* _RECORDS_:
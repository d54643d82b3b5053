pub mod correlator;
pub mod error;
pub mod types;

pub use correlator::EventCorrelator;
pub use error::{CorrelatorError, CorrelatorErrorKind};
pub use types::{CorrelatorConfig, EndPayload, StartPayload};
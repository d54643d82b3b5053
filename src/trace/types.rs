use serde::{Deserialize, Serialize};
use serde_json::{Map, Value};

/// Discriminator for the nine step variants. Serialized as the
/// `step_type` field on every step.
#[derive(Debug, Clone, Copy, PartialEq, Eq, Hash, Serialize, Deserialize)]
#[serde(rename_all = "snake_case")]
pub enum StepType {
    UserInput,
    LlmCall,
    ToolCall,
    Retrieval,
    MemoryRead,
    MemoryWrite,
    StateChange,
    Interrupt,
    FinalOutput,
}

impl StepType {
    pub fn as_str(self) -> &'static str {
        match self {
            StepType::UserInput => "user_input",
            StepType::LlmCall => "llm_call",
            StepType::ToolCall => "tool_call",
            StepType::Retrieval => "retrieval",
            StepType::MemoryRead => "memory_read",
            StepType::MemoryWrite => "memory_write",
            StepType::StateChange => "state_change",
            StepType::Interrupt => "interrupt",
            StepType::FinalOutput => "final_output",
        }
    }
}

#[derive(Debug, Clone, PartialEq, Eq, Serialize, Deserialize)]
pub struct AgentInfo {
    pub name: String,
    #[serde(default, skip_serializing_if = "Option::is_none")]
    pub version: Option<String>,
    #[serde(default, skip_serializing_if = "Option::is_none")]
    pub framework: Option<String>,
    #[serde(default, skip_serializing_if = "Option::is_none")]
    pub framework_version: Option<String>,
}

impl AgentInfo {
    pub fn named(name: impl Into<String>) -> Self {
        Self {
            name: name.into(),
            version: None,
            framework: None,
            framework_version: None,
        }
    }
}

#[derive(Debug, Clone, PartialEq, Serialize, Deserialize, Default)]
pub struct TaskInfo {
    #[serde(default, skip_serializing_if = "Option::is_none")]
    pub description: Option<String>,
    #[serde(default, skip_serializing_if = "Option::is_none")]
    pub goal: Option<String>,
    #[serde(default, skip_serializing_if = "Option::is_none")]
    pub input: Option<Map<String, Value>>,
}

/// Cost or credit impact of a tool call.
#[derive(Debug, Clone, PartialEq, Serialize, Deserialize)]
pub struct ResourceImpact {
    pub amount: f64,
    pub unit: String,
    #[serde(default, skip_serializing_if = "Option::is_none")]
    pub breakdown: Option<Map<String, Value>>,
}

/// A single retrieved document or item.
#[derive(Debug, Clone, PartialEq, Serialize, Deserialize)]
pub struct RetrievalResult {
    pub content: String,
    #[serde(default, skip_serializing_if = "Option::is_none")]
    pub score: Option<f64>,
    #[serde(default, skip_serializing_if = "Option::is_none")]
    pub metadata: Option<Map<String, Value>>,
}

#[derive(Debug, Clone, Copy, PartialEq, Eq, Serialize, Deserialize)]
#[serde(rename_all = "snake_case")]
pub enum WriteOperation {
    Add,
    Update,
    Delete,
    Put,
}

/// A single field-level change inside a memory write, at a JSON path
/// such as `$.equipment.solar_capacity_kw`.
///
/// `None` means the field was absent on that side; an explicit JSON
/// `null` leaf is normalized to `None` at construction so that "field
/// did not exist" and "field was null" compare the same way.
#[derive(Debug, Clone, PartialEq, Serialize, Deserialize)]
pub struct FieldChange {
    pub path: String,
    #[serde(default, skip_serializing_if = "Option::is_none")]
    pub old_value: Option<Value>,
    #[serde(default, skip_serializing_if = "Option::is_none")]
    pub new_value: Option<Value>,
}

impl FieldChange {
    pub fn new(path: impl Into<String>, old_value: Option<Value>, new_value: Option<Value>) -> Self {
        Self {
            path: path.into(),
            old_value: normalize_leaf(old_value),
            new_value: normalize_leaf(new_value),
        }
    }

    /// A previously present value became absent. This is the atomic
    /// condition the corruption grader flags.
    pub fn is_data_loss(&self) -> bool {
        self.old_value.is_some() && self.new_value.is_none()
    }
}

fn normalize_leaf(value: Option<Value>) -> Option<Value> {
    match value {
        Some(Value::Null) | None => None,
        other => other,
    }
}
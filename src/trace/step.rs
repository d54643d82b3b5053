use serde::{Deserialize, Serialize};
use serde_json::{Map, Value};
use time::OffsetDateTime;

use crate::trace::types::{
    FieldChange, ResourceImpact, RetrievalResult, StepType, WriteOperation,
};

/// One finalized, immutable record of a single agent operation.
///
/// Serialized as an internally tagged union: the `step_type` field
/// selects the variant, the variant's fields sit at the same level.
#[derive(Debug, Clone, PartialEq, Serialize, Deserialize)]
#[serde(tag = "step_type", rename_all = "snake_case")]
pub enum Step {
    UserInput(UserInputStep),
    LlmCall(LlmCallStep),
    ToolCall(ToolCallStep),
    Retrieval(RetrievalStep),
    MemoryRead(MemoryReadStep),
    MemoryWrite(MemoryWriteStep),
    StateChange(StateChangeStep),
    Interrupt(InterruptStep),
    FinalOutput(FinalOutputStep),
}

macro_rules! base_field {
    ($self:ident, $field:ident) => {
        match $self {
            Step::UserInput(step) => &step.$field,
            Step::LlmCall(step) => &step.$field,
            Step::ToolCall(step) => &step.$field,
            Step::Retrieval(step) => &step.$field,
            Step::MemoryRead(step) => &step.$field,
            Step::MemoryWrite(step) => &step.$field,
            Step::StateChange(step) => &step.$field,
            Step::Interrupt(step) => &step.$field,
            Step::FinalOutput(step) => &step.$field,
        }
    };
}

impl Step {
    pub fn step_id(&self) -> &str {
        base_field!(self, step_id)
    }

    pub fn timestamp(&self) -> OffsetDateTime {
        *base_field!(self, timestamp)
    }

    pub fn parent_step_id(&self) -> Option<&str> {
        base_field!(self, parent_step_id).as_deref()
    }

    pub fn metadata(&self) -> Option<&Map<String, Value>> {
        base_field!(self, metadata).as_ref()
    }

    pub fn step_type(&self) -> StepType {
        match self {
            Step::UserInput(_) => StepType::UserInput,
            Step::LlmCall(_) => StepType::LlmCall,
            Step::ToolCall(_) => StepType::ToolCall,
            Step::Retrieval(_) => StepType::Retrieval,
            Step::MemoryRead(_) => StepType::MemoryRead,
            Step::MemoryWrite(_) => StepType::MemoryWrite,
            Step::StateChange(_) => StepType::StateChange,
            Step::Interrupt(_) => StepType::Interrupt,
            Step::FinalOutput(_) => StepType::FinalOutput,
        }
    }
}

/// Input provided by the user to the agent.
#[derive(Debug, Clone, PartialEq, Serialize, Deserialize)]
pub struct UserInputStep {
    pub step_id: String,
    #[serde(with = "time::serde::rfc3339")]
    pub timestamp: OffsetDateTime,
    #[serde(default, skip_serializing_if = "Option::is_none")]
    pub parent_step_id: Option<String>,
    #[serde(default, skip_serializing_if = "Option::is_none")]
    pub metadata: Option<Map<String, Value>>,
    pub content: String,
    #[serde(default, skip_serializing_if = "Option::is_none")]
    pub input_type: Option<String>,
}

/// A language model invocation with prompt, response, and usage.
#[derive(Debug, Clone, PartialEq, Serialize, Deserialize)]
pub struct LlmCallStep {
    pub step_id: String,
    #[serde(with = "time::serde::rfc3339")]
    pub timestamp: OffsetDateTime,
    #[serde(default, skip_serializing_if = "Option::is_none")]
    pub parent_step_id: Option<String>,
    #[serde(default, skip_serializing_if = "Option::is_none")]
    pub metadata: Option<Map<String, Value>>,
    pub model: String,
    pub input: Value,
    pub output: Value,
    #[serde(default, skip_serializing_if = "Option::is_none")]
    pub tokens_in: Option<u64>,
    #[serde(default, skip_serializing_if = "Option::is_none")]
    pub tokens_out: Option<u64>,
    #[serde(default, skip_serializing_if = "Option::is_none")]
    pub tokens_total: Option<u64>,
    #[serde(default, skip_serializing_if = "Option::is_none")]
    pub latency_ms: Option<u64>,
    #[serde(default, skip_serializing_if = "Option::is_none")]
    pub cost_estimate: Option<f64>,
    #[serde(default, skip_serializing_if = "Option::is_none")]
    pub provider: Option<String>,
}

/// A tool/function invocation. Failed calls are still emitted with
/// `success = false`; tool failures are meaningful trace data.
#[derive(Debug, Clone, PartialEq, Serialize, Deserialize)]
pub struct ToolCallStep {
    pub step_id: String,
    #[serde(with = "time::serde::rfc3339")]
    pub timestamp: OffsetDateTime,
    #[serde(default, skip_serializing_if = "Option::is_none")]
    pub parent_step_id: Option<String>,
    #[serde(default, skip_serializing_if = "Option::is_none")]
    pub metadata: Option<Map<String, Value>>,
    pub tool_name: String,
    pub arguments: Value,
    #[serde(default, skip_serializing_if = "Option::is_none")]
    pub result: Option<Value>,
    #[serde(default, skip_serializing_if = "Option::is_none")]
    pub latency_ms: Option<u64>,
    #[serde(default, skip_serializing_if = "Option::is_none")]
    pub success: Option<bool>,
    #[serde(default, skip_serializing_if = "Option::is_none")]
    pub error: Option<String>,
    #[serde(default, skip_serializing_if = "Option::is_none")]
    pub resource_impact: Option<ResourceImpact>,
}

/// A query against a retrieval system and its results.
#[derive(Debug, Clone, PartialEq, Serialize, Deserialize)]
pub struct RetrievalStep {
    pub step_id: String,
    #[serde(with = "time::serde::rfc3339")]
    pub timestamp: OffsetDateTime,
    #[serde(default, skip_serializing_if = "Option::is_none")]
    pub parent_step_id: Option<String>,
    #[serde(default, skip_serializing_if = "Option::is_none")]
    pub metadata: Option<Map<String, Value>>,
    pub query: String,
    pub results: Vec<RetrievalResult>,
    pub match_count: usize,
    #[serde(default, skip_serializing_if = "Option::is_none")]
    pub latency_ms: Option<u64>,
}

/// A read from agent memory.
#[derive(Debug, Clone, PartialEq, Serialize, Deserialize)]
pub struct MemoryReadStep {
    pub step_id: String,
    #[serde(with = "time::serde::rfc3339")]
    pub timestamp: OffsetDateTime,
    #[serde(default, skip_serializing_if = "Option::is_none")]
    pub parent_step_id: Option<String>,
    #[serde(default, skip_serializing_if = "Option::is_none")]
    pub metadata: Option<Map<String, Value>>,
    pub query: Value,
    pub results: Vec<Value>,
    pub match_count: usize,
    #[serde(default, skip_serializing_if = "Option::is_none")]
    pub relevance_scores: Option<Vec<f64>>,
    #[serde(default, skip_serializing_if = "Option::is_none")]
    pub total_available: Option<usize>,
}

/// A write to agent memory with field-level change tracking.
#[derive(Debug, Clone, PartialEq, Serialize, Deserialize)]
pub struct MemoryWriteStep {
    pub step_id: String,
    #[serde(with = "time::serde::rfc3339")]
    pub timestamp: OffsetDateTime,
    #[serde(default, skip_serializing_if = "Option::is_none")]
    pub parent_step_id: Option<String>,
    #[serde(default, skip_serializing_if = "Option::is_none")]
    pub metadata: Option<Map<String, Value>>,
    #[serde(default, skip_serializing_if = "Option::is_none")]
    pub namespace: Option<Vec<String>>,
    #[serde(default, skip_serializing_if = "Option::is_none")]
    pub key: Option<String>,
    pub operation: WriteOperation,
    pub data: Value,
    #[serde(default, skip_serializing_if = "Option::is_none")]
    pub changes: Option<Vec<FieldChange>>,
    #[serde(default, skip_serializing_if = "Option::is_none")]
    pub triggered_by_step_id: Option<String>,
    #[serde(default, skip_serializing_if = "Option::is_none")]
    pub latency_ms: Option<u64>,
}

/// A change of internal agent state.
#[derive(Debug, Clone, PartialEq, Serialize, Deserialize)]
pub struct StateChangeStep {
    pub step_id: String,
    #[serde(with = "time::serde::rfc3339")]
    pub timestamp: OffsetDateTime,
    #[serde(default, skip_serializing_if = "Option::is_none")]
    pub parent_step_id: Option<String>,
    #[serde(default, skip_serializing_if = "Option::is_none")]
    pub metadata: Option<Map<String, Value>>,
    pub state_key: String,
    #[serde(default, skip_serializing_if = "Option::is_none")]
    pub old_value: Option<Value>,
    pub new_value: Value,
    #[serde(default, skip_serializing_if = "Option::is_none")]
    pub reason: Option<String>,
}

/// A human-in-the-loop pause and the response it received.
#[derive(Debug, Clone, PartialEq, Serialize, Deserialize)]
pub struct InterruptStep {
    pub step_id: String,
    #[serde(with = "time::serde::rfc3339")]
    pub timestamp: OffsetDateTime,
    #[serde(default, skip_serializing_if = "Option::is_none")]
    pub parent_step_id: Option<String>,
    #[serde(default, skip_serializing_if = "Option::is_none")]
    pub metadata: Option<Map<String, Value>>,
    pub prompt: String,
    pub response: Value,
    pub wait_duration_ms: u64,
}

/// The agent's final response.
#[derive(Debug, Clone, PartialEq, Serialize, Deserialize)]
pub struct FinalOutputStep {
    pub step_id: String,
    #[serde(with = "time::serde::rfc3339")]
    pub timestamp: OffsetDateTime,
    #[serde(default, skip_serializing_if = "Option::is_none")]
    pub parent_step_id: Option<String>,
    #[serde(default, skip_serializing_if = "Option::is_none")]
    pub metadata: Option<Map<String, Value>>,
    pub content: Value,
    #[serde(default, skip_serializing_if = "Option::is_none")]
    pub format: Option<String>,
}
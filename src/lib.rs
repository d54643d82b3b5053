pub mod config;
pub mod correlator;
pub mod diff;
pub mod graders;
pub mod logging;
pub mod redaction;
pub mod trace;
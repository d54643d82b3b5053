use serde_json::{Value, json};
use time::OffsetDateTime;
use traceforge::trace::{
    FinalOutputStep, InterruptStep, MemoryReadStep, RetrievalResult, RetrievalStep,
    StateChangeStep, Step, TraceErrorKind, TraceRun,
};

use crate::helpers::{change, llm_call, memory_write, tool_call, trace, user_input};

fn all_variant_steps() -> Vec<Step> {
    let now = OffsetDateTime::now_utc();
    vec![
        user_input("step-1", "I have a Tesla Model 3"),
        llm_call("step-2", Some(10), Some(20), Some(30)),
        tool_call("step-3", "update_profile"),
        Step::Retrieval(RetrievalStep {
            step_id: "step-4".to_string(),
            timestamp: now,
            parent_step_id: Some("step-2".to_string()),
            metadata: None,
            query: "charging schedule".to_string(),
            results: vec![RetrievalResult {
                content: "doc".to_string(),
                score: Some(0.9),
                metadata: None,
            }],
            match_count: 1,
            latency_ms: Some(4),
        }),
        Step::MemoryRead(MemoryReadStep {
            step_id: "step-5".to_string(),
            timestamp: now,
            parent_step_id: None,
            metadata: None,
            query: json!({"namespace": ["user"]}),
            results: vec![json!({"ev_model": "Tesla Model 3"})],
            match_count: 1,
            relevance_scores: Some(vec![1.0]),
            total_available: Some(1),
        }),
        memory_write(
            "step-6",
            vec![change("$.equipment.ev_model", None, Some(json!("Tesla Model 3")))],
        ),
        Step::StateChange(StateChangeStep {
            step_id: "step-7".to_string(),
            timestamp: now,
            parent_step_id: None,
            metadata: None,
            state_key: "phase".to_string(),
            old_value: Some(json!("planning")),
            new_value: json!("acting"),
            reason: Some("plan approved".to_string()),
        }),
        Step::Interrupt(InterruptStep {
            step_id: "step-8".to_string(),
            timestamp: now,
            parent_step_id: None,
            metadata: None,
            prompt: "Proceed with update?".to_string(),
            response: json!(true),
            wait_duration_ms: 1500,
        }),
        Step::FinalOutput(FinalOutputStep {
            step_id: "step-9".to_string(),
            timestamp: now,
            parent_step_id: None,
            metadata: None,
            content: json!("Profile updated."),
            format: Some("text".to_string()),
        }),
    ]
}

#[test]
fn given_all_step_variants_when_serialized_then_step_type_tags_survive_roundtrip() {
    let mut original = trace();
    for step in all_variant_steps() {
        original.append_step(step).expect("append should succeed");
    }
    original
        .finalize(OffsetDateTime::now_utc())
        .expect("finalize should succeed");

    let text = original.to_json().expect("serialization should succeed");
    let restored = TraceRun::from_json(&text).expect("deserialization should succeed");

    assert_eq!(restored, original);
    let tags: Vec<&str> = restored
        .steps
        .iter()
        .map(|step| step.step_type().as_str())
        .collect();
    assert_eq!(
        tags,
        vec![
            "user_input",
            "llm_call",
            "tool_call",
            "retrieval",
            "memory_read",
            "memory_write",
            "state_change",
            "interrupt",
            "final_output",
        ]
    );
}

#[test]
fn given_absent_optional_fields_when_serialized_then_keys_are_omitted() {
    let step = user_input("step-1", "hello");
    let value = serde_json::to_value(&step).expect("step should serialize");
    let object = value.as_object().expect("step serializes to an object");

    assert_eq!(object["step_type"], json!("user_input"));
    assert!(!object.contains_key("parent_step_id"));
    assert!(!object.contains_key("metadata"));

    let mut trace = trace();
    trace.append_step(step).unwrap();
    let value: Value = serde_json::to_value(&trace).expect("trace should serialize");
    assert!(!value.as_object().unwrap().contains_key("ended_at"));
}

#[test]
fn given_trace_json_with_duplicate_step_ids_when_parsed_then_validation_fails() {
    let mut trace = trace();
    trace.append_step(user_input("step-1", "one")).unwrap();
    let mut value = serde_json::to_value(&trace).unwrap();
    let steps = value["steps"].as_array_mut().unwrap();
    let clone = steps[0].clone();
    steps.push(clone);

    let err = TraceRun::from_json(&value.to_string())
        .expect_err("duplicate ids must fail validation on load");
    assert_eq!(err.kind, TraceErrorKind::DuplicateStepId);
}

#[test]
fn given_field_change_with_null_leaf_when_constructed_then_normalized_to_absent() {
    let loss = change("$.equipment.ev_model", Some(json!("Tesla Model 3")), Some(Value::Null));
    assert_eq!(loss.new_value, None);
    assert!(loss.is_data_loss());

    let noop = change("$.missing", Some(Value::Null), None);
    assert_eq!(noop.old_value, None);
    assert!(!noop.is_data_loss());
}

* _ABOUT THIS TASK_:
Go through the data and show every line where "results" occurs.

* _TASK SOLUTION_:
/// A query against a retrieval system and its results.
    pub results: Vec<RetrievalResult>,
    pub results: Vec<Value>,
            results: vec![RetrievalResult {
            results: vec![json!({"ev_model": "Tesla Model 3"})],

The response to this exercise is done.